Another person said that she did not experience racism at school or at least never noticed it. She reports racist incidents from schoolmates, which she minimized at that time, as she sought peer approval, but which still made her feel bad. She adds that she experienced discrimination in the search for a job, finding it with difficulty after a long period of time, and hypothesising moving to another context after finishing her university studies.

Another participant said: “I don’t trust people very much, I feel like a stranger by skin, colour, nature. I feel the useless jokes that hurt me and I wonder if I am the wrong person. I think we are all the same“.

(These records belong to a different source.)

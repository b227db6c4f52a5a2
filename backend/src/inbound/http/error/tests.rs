//! Tests for HTTP error mapping.

use super::*;
use actix_web::body::to_bytes;
use rstest::rstest;

async fn render(error: Error) -> (StatusCode, Option<String>, ErrorBody) {
    let response = ResponseError::error_response(&error);
    let status = response.status();
    let content_type = response
        .headers()
        .get(actix_web::http::header::CONTENT_TYPE)
        .and_then(|value| value.to_str().ok())
        .map(str::to_owned);
    let bytes = to_bytes(response.into_body())
        .await
        .expect("reading response body succeeds");
    let body = serde_json::from_slice(&bytes).expect("error body is JSON");
    (status, content_type, body)
}

#[rstest]
#[case::invalid(ErrorCode::InvalidRequest, StatusCode::BAD_REQUEST)]
#[case::missing(ErrorCode::NotFound, StatusCode::NOT_FOUND)]
#[case::internal(ErrorCode::InternalError, StatusCode::INTERNAL_SERVER_ERROR)]
fn status_code_matches_error_code(#[case] code: ErrorCode, #[case] status: StatusCode) {
    assert_eq!(ResponseError::status_code(&Error::new(code, "x")), status);
}

#[rstest]
#[case::invalid_id(Error::invalid_request("Invalid user ID"), "Invalid user ID")]
#[case::not_found(Error::not_found("User not found"), "User not found")]
#[actix_web::test]
async fn client_errors_expose_their_message(#[case] error: Error, #[case] expected: &str) {
    let (_, content_type, body) = render(error).await;

    assert_eq!(body, ErrorBody::new(expected));
    assert_eq!(content_type.as_deref(), Some(JSON_CONTENT_TYPE));
}

#[rstest]
#[actix_web::test]
async fn internal_errors_are_redacted() {
    let (status, _, body) = render(Error::internal("disk at /var/data is full")).await;

    assert_eq!(status, StatusCode::INTERNAL_SERVER_ERROR);
    assert_eq!(body.error, INTERNAL_ERROR_MESSAGE);
}

#[rstest]
fn actix_errors_become_internal_errors() {
    let actix_error = actix_web::error::ErrorBadGateway("upstream");
    let error = Error::from(actix_error);

    assert_eq!(error.code(), ErrorCode::InternalError);
    assert_eq!(error.message(), INTERNAL_ERROR_MESSAGE);
}
//! Whole-file JSON documents stored inside a capability directory.
//!
//! Small services often keep their state in a single JSON file that is read
//! in full, modified in memory and written back in full. This crate covers the
//! two halves of that cycle:
//!
//! - [`read_or_init`] parses the document, materialising an initial value on
//!   disk when the file does not exist yet.
//! - [`write_pretty`] replaces the document atomically with an indented
//!   rendering, so concurrent readers never observe a half-written file.
//!
//! All paths are resolved relative to a [`cap_std::fs::Dir`], keeping file
//! access confined to the directory the caller opened.
//!
//! # Example
//!
//! ```
//! use camino::Utf8Path;
//! use cap_std::{ambient_authority, fs::Dir};
//! use json_document::{read_or_init, write_pretty};
//! use serde::{Deserialize, Serialize};
//!
//! #[derive(Debug, Default, PartialEq, Serialize, Deserialize)]
//! struct Counter {
//!     hits: u32,
//! }
//!
//! let temp = tempfile::tempdir().expect("temp dir");
//! let dir = Dir::open_ambient_dir(temp.path(), ambient_authority()).expect("open dir");
//! let path = Utf8Path::new("counter.json");
//!
//! let loaded = read_or_init(&dir, path, Counter::default).expect("load counter");
//! assert!(loaded.was_created());
//!
//! let mut counter = loaded.into_inner();
//! counter.hits += 1;
//! write_pretty(&dir, path, &counter).expect("save counter");
//!
//! let reloaded = read_or_init(&dir, path, Counter::default).expect("reload counter");
//! assert_eq!(reloaded.into_inner(), Counter { hits: 1 });
//! ```

mod atomic_io;
mod document;
mod error;

pub use document::{Loaded, read, read_or_init, write_pretty};
pub use error::DocumentError;
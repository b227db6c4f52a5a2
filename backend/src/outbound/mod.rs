//! Outbound adapters implementing domain ports for external infrastructure.
//!
//! - **persistence**: the JSON file store behind [`UserStore`].
//!
//! Adapters are thin translators between domain types and their stored
//! representation. They contain no business logic.
//!
//! [`UserStore`]: crate::domain::ports::UserStore

pub mod persistence;
//! Domain-level error type.
//!
//! Errors are transport agnostic: they carry a failure category and a
//! human-readable message. The HTTP adapter decides how each category is
//! rendered (see `inbound::http::error`).

use crate::domain::TraceId;

/// Failure category understood by every adapter.
#[derive(Debug, Clone, Copy, PartialEq, Eq, Hash)]
pub enum ErrorCode {
    /// The request is malformed: bad identifier, unparsable body or a
    /// missing required field.
    InvalidRequest,
    /// The addressed user does not exist.
    NotFound,
    /// The store failed or the data on disk is unusable.
    InternalError,
}

/// Domain error payload.
///
/// The ambient [`TraceId`] is captured on construction so log lines emitted
/// while mapping the error can be correlated with the request.
///
/// # Examples
/// ```
/// use mockbank::domain::{Error, ErrorCode};
///
/// let err = Error::not_found("User not found");
/// assert_eq!(err.code(), ErrorCode::NotFound);
/// assert_eq!(err.to_string(), "User not found");
/// ```
#[derive(Debug, Clone, PartialEq, Eq, thiserror::Error)]
#[error("{message}")]
pub struct Error {
    code: ErrorCode,
    message: String,
    trace_id: Option<String>,
}

impl Error {
    /// Create an error in the given category.
    pub fn new(code: ErrorCode, message: impl Into<String>) -> Self {
        Self {
            code,
            message: message.into(),
            trace_id: TraceId::current().map(|id| id.to_string()),
        }
    }

    /// Convenience constructor for [`ErrorCode::InvalidRequest`].
    pub fn invalid_request(message: impl Into<String>) -> Self {
        Self::new(ErrorCode::InvalidRequest, message)
    }

    /// Convenience constructor for [`ErrorCode::NotFound`].
    pub fn not_found(message: impl Into<String>) -> Self {
        Self::new(ErrorCode::NotFound, message)
    }

    /// Convenience constructor for [`ErrorCode::InternalError`].
    pub fn internal(message: impl Into<String>) -> Self {
        Self::new(ErrorCode::InternalError, message)
    }

    /// Failure category.
    pub fn code(&self) -> ErrorCode {
        self.code
    }

    /// Message shown to clients (redacted by adapters for internal errors).
    pub fn message(&self) -> &str {
        self.message.as_str()
    }

    /// Trace identifier captured when the error was raised, if any.
    pub fn trace_id(&self) -> Option<&str> {
        self.trace_id.as_deref()
    }
}
//! User directory service: the read and write use cases over a
//! [`UserStore`].
//!
//! Every mutation runs a full load → modify → save cycle. Cycles are
//! serialised through one async mutex owned by the service, so the service
//! must be shared (behind an `Arc`) by every worker that writes.

use std::sync::Arc;

use async_trait::async_trait;
use tokio::sync::Mutex;
use tracing::{debug, error};

use crate::domain::ports::{UserStore, UserStoreError, UsersCommand, UsersQuery};
use crate::domain::{Error, User, UserCollection, UserDraft, UserId};

/// Message returned when an identifier does not match any record.
pub const USER_NOT_FOUND: &str = "User not found";

/// Store-backed implementation of [`UsersQuery`] and [`UsersCommand`].
pub struct UserDirectoryService {
    store: Arc<dyn UserStore>,
    write_lock: Mutex<()>,
}

impl UserDirectoryService {
    /// Build the service over `store`.
    pub fn new(store: Arc<dyn UserStore>) -> Self {
        Self {
            store,
            write_lock: Mutex::new(()),
        }
    }

    async fn load(&self) -> Result<UserCollection, Error> {
        self.store
            .load()
            .await
            .map(UserCollection::new)
            .map_err(store_failure)
    }

    /// Apply `operation` to a freshly loaded collection and persist the
    /// result. Nothing is written when `operation` fails.
    async fn mutate<T, F>(&self, operation: F) -> Result<T, Error>
    where
        F: FnOnce(&mut UserCollection) -> Result<T, Error> + Send,
        T: Send,
    {
        let _guard = self.write_lock.lock().await;
        let mut users = self.load().await?;
        let outcome = operation(&mut users)?;
        self.store
            .save(users.as_slice())
            .await
            .map_err(store_failure)?;
        Ok(outcome)
    }
}

fn store_failure(err: UserStoreError) -> Error {
    let mapped = Error::internal(err.to_string());
    error!(
        error = %err,
        trace_id = mapped.trace_id().unwrap_or("-"),
        "user store operation failed"
    );
    mapped
}

fn user_not_found() -> Error {
    Error::not_found(USER_NOT_FOUND)
}

#[async_trait]
impl UsersQuery for UserDirectoryService {
    async fn list_users(&self) -> Result<Vec<User>, Error> {
        self.load().await.map(UserCollection::into_vec)
    }

    async fn find_user(&self, id: UserId) -> Result<User, Error> {
        let users = self.load().await?;
        users.find(id).cloned().ok_or_else(user_not_found)
    }
}

#[async_trait]
impl UsersCommand for UserDirectoryService {
    async fn create_user(&self, draft: UserDraft) -> Result<User, Error> {
        let created = self.mutate(|users| users.insert(draft)).await?;
        debug!(user_id = %created.id(), "user created");
        Ok(created)
    }

    async fn replace_user(&self, id: UserId, draft: UserDraft) -> Result<User, Error> {
        let replaced = self
            .mutate(|users| users.replace(id, draft).ok_or_else(user_not_found))
            .await?;
        debug!(user_id = %id, "user replaced");
        Ok(replaced)
    }

    async fn delete_user(&self, id: UserId) -> Result<(), Error> {
        self.mutate(|users| {
            if users.remove(id) {
                Ok(())
            } else {
                Err(user_not_found())
            }
        })
        .await?;
        debug!(user_id = %id, "user deleted");
        Ok(())
    }
}

#[cfg(test)]
mod tests;
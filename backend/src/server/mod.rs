//! Server construction and middleware wiring.

mod config;

pub use config::ServerConfig;

use actix_web::dev::{Server, ServiceFactory, ServiceRequest, ServiceResponse};
use actix_web::{App, HttpServer, web};
use tracing::info;

use crate::RequestTrace;
use crate::inbound::http::headers::{api_headers, preflight_or_not_found};
use crate::inbound::http::health::{HealthState, live, ready};
use crate::inbound::http::state::HttpState;
use crate::inbound::http::{docs, users};

/// Assemble the application: user routes, documentation, health probes,
/// the preflight/404 fallback and the shared middleware.
///
/// # Examples
/// ```
/// use std::sync::Arc;
///
/// use actix_web::web;
/// use mockbank::domain::ports::InMemoryUserStore;
/// use mockbank::inbound::http::health::HealthState;
/// use mockbank::inbound::http::state::HttpState;
/// use mockbank::server::build_app;
///
/// let state = HttpState::from_store(Arc::new(InMemoryUserStore::default()));
/// let _app = build_app(web::Data::new(HealthState::new()), web::Data::new(state));
/// ```
pub fn build_app(
    health_state: web::Data<HealthState>,
    http_state: web::Data<HttpState>,
) -> App<
    impl ServiceFactory<
        ServiceRequest,
        Config = (),
        Response = ServiceResponse,
        Error = actix_web::Error,
        InitError = (),
    >,
> {
    App::new()
        .app_data(health_state)
        .app_data(http_state)
        .wrap(api_headers())
        .wrap(RequestTrace)
        .configure(users::configure)
        .configure(docs::configure)
        .service(ready)
        .service(live)
        .default_service(web::to(preflight_or_not_found))
}

/// Construct an Actix HTTP server using the provided health state and
/// configuration.
///
/// The returned server must be awaited to drive the listener. Readiness is
/// flagged once the socket is bound.
///
/// # Errors
/// Propagates [`std::io::Error`] when binding the socket fails.
pub fn create_server(
    health_state: web::Data<HealthState>,
    config: ServerConfig,
) -> std::io::Result<Server> {
    let ServerConfig { bind_addr, store } = config;
    // One state for every worker, so all of them share the write lock.
    let http_state = web::Data::new(HttpState::from_store(store));
    let server_health_state = health_state.clone();

    let server = HttpServer::new(move || {
        build_app(server_health_state.clone(), http_state.clone())
    })
    .bind(bind_addr)?
    .run();

    health_state.mark_ready();
    info!(%bind_addr, "server listening");
    Ok(server)
}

Sharing lived experiences gave the participants the opportunity to reflect and analyse their reactions to those hate incidents, the level of awareness of the perpetrator and the stance of the bystanders. It emerged that sometimes awareness does not occur immediately. Moreover, those episodes were not reported to institutional help services by the participants. There is a lack of knowledge of the spaces to which discriminations can be reported, combined with a mistrust of institutions and a fear of not being taken seriously.

The facilitators proposed a list of help desks and services to reporting [the list can be consulted here: Anti-discrimination Centers

The following proposals for action to counter hate speech and hate crimes emerged: the importance of education (in particular managing emotions); addressing these issues also within families; creating safe sharing spaces; training teachers; informing online and on TV; networking for social workers.